Yellow Stream (ZB) Vertex in 26.2GeV AuAu
There have been some concerns that offline doesn't see vertexes in the yellow stream data, despite seeing normal behavior in the physics stream, and seeing vertexes in the zerobias data.
I checked this using run 21226030, and using the old L3 tracking (as used in the online plots), I would make exactly the same conclusion (regarding the yellow stream) if I treated this niaively, but after sorting for triggers, of course, we see that the vertexes are as expected.
Even so, the number of vertexes in BOTH the yellow stream AND the zerobias stream are significantly different than a straight calculation would give. Moreover, the niaive expection for the number of events in the yellow stream that would contain a vertex should be 10 times larger than that in the zerobias stream because the yellowBeamSync trigger is restricted to filled bunches while the zerobias trigger is not. During the fixed target runs there were only 12 filled bunches out of 120. Furthermore, the backgrounds during the fixed target running were very small, so we don't expect to see a large number of tracks coming from anything other than valid collisions.
In regards to the question of good events within the yellow stream, there are exactly 537 events in the yellow stream that were also triggered as good hlt events. These events (from the yellow stream) give the following distribution of vertexes:
Note that within the quality of the l3 tracking, these are about what is expected for all events hitting the target. Also, the number of events with vertexes is > 90%, again consistent with good events being handled by the rough tracking...
If we make exactly the same plot for all yellowBeamSync triggers we get results exactly the same as in Dmitry's results. (This plot is drawn from 20k yellow vertex events):
However, in this sample of events there are only about 36 hltgood events. That is we only expect vertexes from about 36 events! This plot is actually consistent with exactly that. The number of vertexes near the target is in the mid 30's. The problem is that the long tail between 50cm and 200cm is not sensible! We do not have any significant sources of background in this region. Note however, that 5.6% of the yellow stream events have a vertex. This is ~20-30 times higher than the expected rate of 1500hz / (9e6/10)=.16%.
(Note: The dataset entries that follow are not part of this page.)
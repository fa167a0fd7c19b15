//! Paging clause for record result types.

use crate::types::{Paging, ResultType};

/// The effective `(start, limit)` window for a result type.
///
/// Aggregate result types return a single document and are never paged.
pub fn paging_window(result_type: ResultType, paging: &Paging) -> Option<(u64, u64)> {
    match result_type {
        ResultType::Key | ResultType::Shape | ResultType::Data => paging.window(),
        ResultType::Aggregate(_) => None,
    }
}

/// `LIMIT @start, @limit` when the result type is paged and a limit is set.
pub fn paging_clause(result_type: ResultType, paging: &Paging) -> Option<String> {
    paging_window(result_type, paging).map(|_| "LIMIT @start, @limit".to_string())
}
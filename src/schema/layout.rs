//! Attribute names of a WorldClim grid-cell document.

use serde::{Deserialize, Serialize};

use super::SchemaError;

/// Where the geometries and climate properties live on each document.
#[derive(Debug, Clone, PartialEq, Eq, Serialize, Deserialize)]
#[serde(default)]
pub struct DocumentLayout {
    /// GeoJSON polygon of the grid cell, used by the intersects predicate
    pub shape_field: String,
    /// GeoJSON point at the cell centroid, used by the distance and contains predicates
    pub centroid_field: String,
    /// Object holding the climate periods described by the schema
    pub properties_field: String,
}

impl DocumentLayout {
    pub fn validate(&self) -> Result<(), SchemaError> {
        let roles = [
            ("shape_field", &self.shape_field),
            ("centroid_field", &self.centroid_field),
            ("properties_field", &self.properties_field),
        ];
        for (role, value) in roles {
            if value.is_empty() {
                return Err(SchemaError::EmptyAttribute { role });
            }
        }
        Ok(())
    }
}

impl Default for DocumentLayout {
    fn default() -> Self {
        Self {
            shape_field: "geometry".to_string(),
            centroid_field: "geometry_point".to_string(),
            properties_field: "properties".to_string(),
        }
    }
}

#[cfg(test)]
mod tests {
    use super::*;
    use rstest::rstest;

    #[rstest]
    fn test_default_layout_is_valid() {
        assert_eq!(DocumentLayout::default().validate(), Ok(()));
    }

    #[rstest]
    fn test_partial_deserialization_keeps_defaults() {
        let layout: DocumentLayout = serde_json::from_str(r#"{"centroid_field": "center"}"#).unwrap();
        assert_eq!(layout.centroid_field, "center");
        assert_eq!(layout.shape_field, "geometry");
        assert_eq!(layout.properties_field, "properties");
    }

    #[rstest]
    fn test_empty_attribute_rejected() {
        let layout = DocumentLayout {
            properties_field: String::new(),
            ..Default::default()
        };
        assert_eq!(
            layout.validate(),
            Err(SchemaError::EmptyAttribute {
                role: "properties_field"
            })
        );
    }
}
//! CLI parsing tests for schema command using the test DSL.

#[cfg(test)]
mod tests {
    use crate::cli::Args;
    use clap::Parser;
    use rstest::rstest;

    crate::cli_defaults_test! {
        command: "schema",
        variant: Schema,
        required_args: [],
        defaults: {
            fields: false,
        },
    }

    crate::cli_option_test! {
        command: "schema",
        variant: Schema,
        test_name: test_with_fields,
        args: ["--fields"],
        field: fields,
        expected: true,
    }

    crate::cli_error_test! {
        command: "schema",
        test_name: test_collection_not_accepted,
        args: ["--collection", "worldclim"],
    }
}
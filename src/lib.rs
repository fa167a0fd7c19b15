//! worldclim_aql library - AQL query generation for WorldClim grid cells
//!
//! Builds parameterized ArangoDB queries that select climate grid cells by
//! their relation to a GeoJSON geometry (distance, containment or
//! intersection) and either return the cells or aggregate their climate
//! values.

pub mod aql;
pub mod cli;
pub mod commands;
pub mod config;
pub mod output;
pub mod queries;
pub mod schema;
pub mod types;

#[macro_use]
pub mod test_macros;

pub use aql::{BindVars, QueryError};
pub use queries::{
    AqlQuery, WorldClimQueries, worldclim_contains_aql, worldclim_distance_aql,
    worldclim_intersects_aql,
};
pub use schema::{ClimateSchema, DocumentLayout, SchemaError};
pub use types::{Aggregate, Collection, DistanceRange, Paging, ResultType, Sort};
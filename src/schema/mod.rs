//! Climate schema and document layout definitions.
//!
//! The quantitative properties an aggregate query summarises are described
//! here as data rather than written into query text, so every aggregate
//! result type is generated from a single source of truth.
//!
//! # Overview
//!
//! 1. **Core Types** (`definition.rs`):
//!    - `VariableLayout` - Monthly (12 values), indexed series, or a single scalar
//!    - `ClimateVariable` - A named variable with its layout
//!    - `ClimatePeriod` - A nested property path (`2021-2040.MPI-ESM1-2-HR.ssp370`) and its variables
//!    - `ClimateSchema` - All periods, with validation and leaf-field iteration
//!    - `SchemaField` - One quantitative leaf (`1970-2000.tavg[0]`)
//!
//! 2. **Built-in Schema** (`worldclim.rs`):
//!    - `ClimateSchema::worldclim()` - WorldClim 2.1 historical normals plus one CMIP6 projection
//!
//! 3. **Document Layout** (`layout.rs`):
//!    - `DocumentLayout` - Attribute names of the cell shape, centroid and climate properties
//!
//! # Document Shape
//!
//! ```text
//! {
//!   "_key": "...",
//!   "geometry": { GeoJSON Polygon of the grid cell },
//!   "geometry_point": { GeoJSON Point at the cell centroid },
//!   "properties": {
//!     "1970-2000": { "tavg": [12 values], ..., "bio": [19 values], "elev": 312 },
//!     "2021-2040": { "MPI-ESM1-2-HR": { "ssp370": { "tmin": [12 values], ... } } }
//!   }
//! }
//! ```

mod definition;
mod layout;
mod worldclim;

pub use definition::{ClimatePeriod, ClimateSchema, ClimateVariable, SchemaField, VariableLayout};
pub use layout::DocumentLayout;
pub use worldclim::{
    BIOCLIM_VARIABLES, FUTURE_MONTHLY_VARIABLES, FUTURE_PROJECTIONS, HISTORICAL_MONTHLY_VARIABLES,
    HISTORICAL_PERIOD, MONTHS,
};

use thiserror::Error;

/// Schema validation error types
#[derive(Error, Debug, Clone, PartialEq, Eq)]
pub enum SchemaError {
    #[error("Period path must not be empty")]
    EmptyPeriodPath,

    #[error("Period '{period}' contains an empty path segment")]
    EmptyPathSegment { period: String },

    #[error("Period '{period}' has a variable with an empty name")]
    EmptyVariableName { period: String },

    #[error("Variable '{variable}' in period '{period}' is a series of length zero")]
    EmptySeries { period: String, variable: String },

    #[error("Period '{period}' is defined more than once")]
    DuplicatePeriod { period: String },

    #[error("Variable '{variable}' is defined more than once in period '{period}'")]
    DuplicateVariable { period: String, variable: String },

    #[error("Path '{path}' is used both as a value and as a nested object")]
    PathCollision { path: String },

    #[error("Document attribute for {role} must not be empty")]
    EmptyAttribute { role: &'static str },
}
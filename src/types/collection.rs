use std::fmt;
use std::str::FromStr;

use serde::Serialize;

use crate::aql::QueryError;

/// A validated ArangoDB collection name.
///
/// The name is always sent as the `@@collection` bind parameter, never
/// spliced into query text.
#[derive(Debug, Clone, PartialEq, Eq, Hash, Serialize)]
#[serde(transparent)]
pub struct Collection(String);

impl Collection {
    pub const MAX_LEN: usize = 256;

    /// Validate and wrap a collection name.
    ///
    /// Names must start with an ASCII letter or `_` and contain only ASCII
    /// letters, digits, `_` and `-`.
    pub fn new(name: impl Into<String>) -> Result<Self, QueryError> {
        let name = name.into();
        let invalid = |reason| QueryError::InvalidCollection {
            name: name.clone(),
            reason,
        };

        let Some(first) = name.chars().next() else {
            return Err(invalid("name is empty"));
        };
        if name.len() > Self::MAX_LEN {
            return Err(invalid("name is longer than 256 characters"));
        }
        if !(first.is_ascii_alphabetic() || first == '_') {
            return Err(invalid("name must start with a letter or underscore"));
        }
        if !name
            .chars()
            .all(|c| c.is_ascii_alphanumeric() || c == '_' || c == '-')
        {
            return Err(invalid("name may only contain letters, digits, '_' and '-'"));
        }

        Ok(Self(name))
    }

    pub fn as_str(&self) -> &str {
        &self.0
    }
}

impl FromStr for Collection {
    type Err = QueryError;

    fn from_str(s: &str) -> Result<Self, Self::Err> {
        Self::new(s)
    }
}

impl fmt::Display for Collection {
    fn fmt(&self, f: &mut fmt::Formatter<'_>) -> fmt::Result {
        f.write_str(&self.0)
    }
}
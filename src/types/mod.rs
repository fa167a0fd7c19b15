//! Input types accepted by the WorldClim query generators.

mod collection;
mod distance;
mod paging;
mod result_type;

pub use collection::Collection;
pub use distance::{DistanceRange, Sort};
pub use paging::Paging;
pub use result_type::{Aggregate, ResultType};
//! Bind parameter storage.

use std::collections::BTreeMap;

/// Type alias for AQL bind parameters.
///
/// A `BTreeMap` keeps serialization order stable, so the same inputs always
/// produce byte-identical bind parameter JSON. Collection parameters are
/// stored under their `@`-prefixed name (`@collection` binds `@@collection`).
pub type BindVars = BTreeMap<String, serde_json::Value>;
The same behavior occurs in the zerobias data:
This plot is drawn from all 1170 zerobias events triggered in this run. There are 64 events with vertexes, a 5.4% ratio However, the expected number of vertexes should be 10 times smaller than that of the yellow sync trigger. (The ratio should be about 1500hz / 1e9 = .016%. However, ignoring the smaller statistics, the distribution of vertexes is exactly the same as the distribution for the yellowBeamSync trigger (which is expected, even though the exact distribution is not).
The fact that the beam sync doesn't matter between the two triggers, however, is a big clue. I think that the vertexes in the region between 50-200cm are coming from out of time events. Obviously these only come from one side of the TPC at a time, but early events would should up in this region for the west TPC, wheras late events would show up in the same region for tracks in the east TPC. Assuming that about 1/2 of the TPC is necessary to get valid tracks, the ration of about 200 extra eligible candidates for the zero bias trigger and 20 extra eligible candidates for the yellow sync trigger demonstrate why the two triggers should the same number of reconstructed vertexes.
Finally, I don't know how to interpret the observation that we see events in the zerobias stream that come from the vertex. There less than a handfull of such events in all of the runs we have taken to date. The HLT-good overlap with the zerobias stream is exactly 2 events to date. It's possible that Gene's method (which looks at tracks themselves rather than looking at vertexes) strongly enhances target collisions, and whatever background collissions do exist. It's also possible that there is a seed or something in the tracking that takes such tracks and directs them preferentially towards the target. But I still don't understand that observation.